Таким образом, характерные для своего времени басни Литтона, в целом не выходя за рамки конституциональных основ жанра (двухчастная структура, привлечение для иллюстрации «морали» аллегоризированных персонажей), демонстрируют радикальное переосмысление и перефункционирование классической басенной парадигмы. Эта трансформация привычного облика древнего жанра наследует романтический взгляд на басню как на правдивый учебник древнего и «наивного» мироздания; однако романтические концепции находят в опусах Литтона новое развитие, преломляясь в соответствии с отнюдь не наивным пониманием сложности, неоднозначности окружающего мира, взаимообусловленности всех событий и вещей. В посвященной басне статье в Энциклопедии «Британни-ка» Ф. Сторр упоминает о том, что хотя лучшие дни «типичной» басни уже позади, существуют свидетельства способности жанра «к новым и неожиданным видоизменениям» [Encyclopaedia Britannica, 1911]. Возможно, басни Литтона, явившиеся попыткой вдохнуть новую жизнь в старый жанр, «изношенный» столетиями традиционной дидактико-сатирической эксплуатации, послужили одной из составляющих этой убежденности.
Литература
Аверинцев С.С. Феномен Крылова в компаративистском аспекте: попытка подступа к парадоксу // Sub.Rosa I Köszöntö könyv Lena Szilàrd tiszteletére. Budapest, 2005. C. 48-59.

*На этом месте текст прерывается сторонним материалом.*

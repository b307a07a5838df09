//! Vector and quaternion value types carried by motion events.
//!
//! Orientation events deliver a unit [`Quaternion`]; accelerometer and
//! gyroscope events deliver a [`Vector3`] in g and deg/s respectively.

use std::ops::{Add, Index, Mul, MulAssign, Neg, Sub};

/// A three-component vector.
#[derive(Debug, Clone, Copy, PartialEq, Default)]
pub struct Vector3 {
    pub x: f64,
    pub y: f64,
    pub z: f64,
}

impl Vector3 {
    pub const ZERO: Vector3 = Vector3::new(0.0, 0.0, 0.0);
    pub const X: Vector3 = Vector3::new(1.0, 0.0, 0.0);
    pub const Y: Vector3 = Vector3::new(0.0, 1.0, 0.0);
    pub const Z: Vector3 = Vector3::new(0.0, 0.0, 1.0);

    pub const fn new(x: f64, y: f64, z: f64) -> Self {
        Self { x, y, z }
    }

    pub fn magnitude(&self) -> f64 {
        self.dot(self).sqrt()
    }

    /// Unit vector in the same direction. Components are NaN for the zero vector.
    pub fn normalized(&self) -> Vector3 {
        let mag = self.magnitude();
        Vector3::new(self.x / mag, self.y / mag, self.z / mag)
    }

    pub fn dot(&self, rhs: &Vector3) -> f64 {
        self.x * rhs.x + self.y * rhs.y + self.z * rhs.z
    }

    pub fn cross(&self, rhs: &Vector3) -> Vector3 {
        Vector3::new(
            self.y * rhs.z - self.z * rhs.y,
            self.z * rhs.x - self.x * rhs.z,
            self.x * rhs.y - self.y * rhs.x,
        )
    }

    /// Angle to `rhs` in radians, in `[0, π]`.
    ///
    /// The cosine is clamped so round-off on (anti)parallel vectors cannot
    /// push `acos` out of its domain.
    pub fn angle_to(&self, rhs: &Vector3) -> f64 {
        let cos = self.dot(rhs) / (self.magnitude() * rhs.magnitude());
        cos.clamp(-1.0, 1.0).acos()
    }

    pub fn to_array(&self) -> [f64; 3] {
        [self.x, self.y, self.z]
    }
}

impl From<[f64; 3]> for Vector3 {
    fn from(v: [f64; 3]) -> Self {
        Vector3::new(v[0], v[1], v[2])
    }
}

impl Index<usize> for Vector3 {
    type Output = f64;

    fn index(&self, index: usize) -> &f64 {
        match index {
            0 => &self.x,
            1 => &self.y,
            2 => &self.z,
            _ => panic!("Vector3 index out of range: {}", index),
        }
    }
}

impl Add for Vector3 {
    type Output = Vector3;

    fn add(self, rhs: Vector3) -> Vector3 {
        Vector3::new(self.x + rhs.x, self.y + rhs.y, self.z + rhs.z)
    }
}

impl Sub for Vector3 {
    type Output = Vector3;

    fn sub(self, rhs: Vector3) -> Vector3 {
        Vector3::new(self.x - rhs.x, self.y - rhs.y, self.z - rhs.z)
    }
}

impl Neg for Vector3 {
    type Output = Vector3;

    fn neg(self) -> Vector3 {
        Vector3::new(-self.x, -self.y, -self.z)
    }
}

impl Mul<f64> for Vector3 {
    type Output = Vector3;

    fn mul(self, rhs: f64) -> Vector3 {
        Vector3::new(self.x * rhs, self.y * rhs, self.z * rhs)
    }
}

/// A rotation quaternion: vector part (x, y, z) and scalar part w.
#[derive(Debug, Clone, Copy, PartialEq)]
pub struct Quaternion {
    pub x: f64,
    pub y: f64,
    pub z: f64,
    pub w: f64,
}

impl Default for Quaternion {
    fn default() -> Self {
        Quaternion::IDENTITY
    }
}

impl Quaternion {
    pub const IDENTITY: Quaternion = Quaternion::new(0.0, 0.0, 0.0, 1.0);

    pub const fn new(x: f64, y: f64, z: f64, w: f64) -> Self {
        Self { x, y, z, w }
    }

    /// Right-handed rotation of `angle` radians about `axis`.
    ///
    /// `axis` is used as given; pass a unit vector for a unit quaternion.
    pub fn from_axis_angle(axis: &Vector3, angle: f64) -> Quaternion {
        let (s, c) = (angle / 2.0).sin_cos();
        Quaternion::new(axis.x * s, axis.y * s, axis.z * s, c)
    }

    /// Shortest rotation taking the direction of `from` onto the direction of `to`.
    ///
    /// Returns the identity for parallel inputs and when either input has zero
    /// length. For antiparallel inputs the rotation is a half turn about an
    /// axis perpendicular to `from`.
    pub fn rotation_between(from: &Vector3, to: &Vector3) -> Quaternion {
        let mut cross = from.cross(to);
        let mut cos_theta = from.dot(to);

        // Product of the magnitudes.
        let mut k = (from.dot(from) * to.dot(to)).sqrt();
        if k <= 0.0 || !k.is_finite() {
            return Quaternion::IDENTITY;
        }
        if cos_theta / k >= 1.0 {
            return Quaternion::IDENTITY;
        }

        if cos_theta / k <= -1.0 {
            // Cross against whichever reference axis is further from `from`.
            let unit = from.normalized();
            let reference = if unit.x.abs() < 0.9 {
                Vector3::X
            } else {
                Vector3::Y
            };
            cross = from.cross(&reference);
            k = 0.0;
            cos_theta = 0.0;
        }

        Quaternion::new(cross.x, cross.y, cross.z, k + cos_theta).normalized()
    }

    pub fn conjugate(&self) -> Quaternion {
        Quaternion::new(-self.x, -self.y, -self.z, self.w)
    }

    pub fn norm(&self) -> f64 {
        (self.x * self.x + self.y * self.y + self.z * self.z + self.w * self.w).sqrt()
    }

    /// Unit quaternion for the same rotation. Components are NaN for the zero quaternion.
    pub fn normalized(&self) -> Quaternion {
        let n = self.norm();
        Quaternion::new(self.x / n, self.y / n, self.z / n, self.w / n)
    }

    /// Rotate `v` by this quaternion: the vector part of `q * (v, 0) * q̄`.
    pub fn rotate(&self, v: &Vector3) -> Vector3 {
        let p = Quaternion::new(v.x, v.y, v.z, 0.0);
        let r = *self * p * self.conjugate();
        Vector3::new(r.x, r.y, r.z)
    }

    /// Euler angles `[roll, pitch, yaw]` in radians.
    ///
    /// Roll is about x, pitch about y, yaw about z. The pitch sine is clamped
    /// to keep `asin` defined near gimbal lock.
    pub fn to_euler(&self) -> [f64; 3] {
        let (x, y, z, w) = (self.x, self.y, self.z, self.w);
        let roll = (2.0 * (w * x + y * z)).atan2(1.0 - 2.0 * (x * x + y * y));
        let pitch = (2.0 * (w * y - z * x)).clamp(-1.0, 1.0).asin();
        let yaw = (2.0 * (w * z + x * y)).atan2(1.0 - 2.0 * (y * y + z * z));
        [roll, pitch, yaw]
    }

    /// Components as `[x, y, z, w]`.
    pub fn to_array(&self) -> [f64; 4] {
        [self.x, self.y, self.z, self.w]
    }
}

/// Hamilton product. Not commutative.
impl Mul for Quaternion {
    type Output = Quaternion;

    fn mul(self, rhs: Quaternion) -> Quaternion {
        Quaternion::new(
            self.w * rhs.x + self.x * rhs.w + self.y * rhs.z - self.z * rhs.y,
            self.w * rhs.y - self.x * rhs.z + self.y * rhs.w + self.z * rhs.x,
            self.w * rhs.z + self.x * rhs.y - self.y * rhs.x + self.z * rhs.w,
            self.w * rhs.w - self.x * rhs.x - self.y * rhs.y - self.z * rhs.z,
        )
    }
}

impl MulAssign for Quaternion {
    fn mul_assign(&mut self, rhs: Quaternion) {
        *self = *self * rhs;
    }
}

Dodsley R. An Essay on Fable II Selected Fables of Esop, and Other Fabulists. L., 1764. 186 p.+ Index.
Encyclopaedia Britannica. Eleventh edition. Vol. 10 [Электронный ресурс]. Режим доступа: http:IIwww.gutenberg.org/filesI36735I36735-h/36735-h.htm#ar117.
Lytton R. Fables in Song. Toronto, 1874.
Noel T. Theories of the Fable in the Eighteenth Century. N.Y.& L., 1975.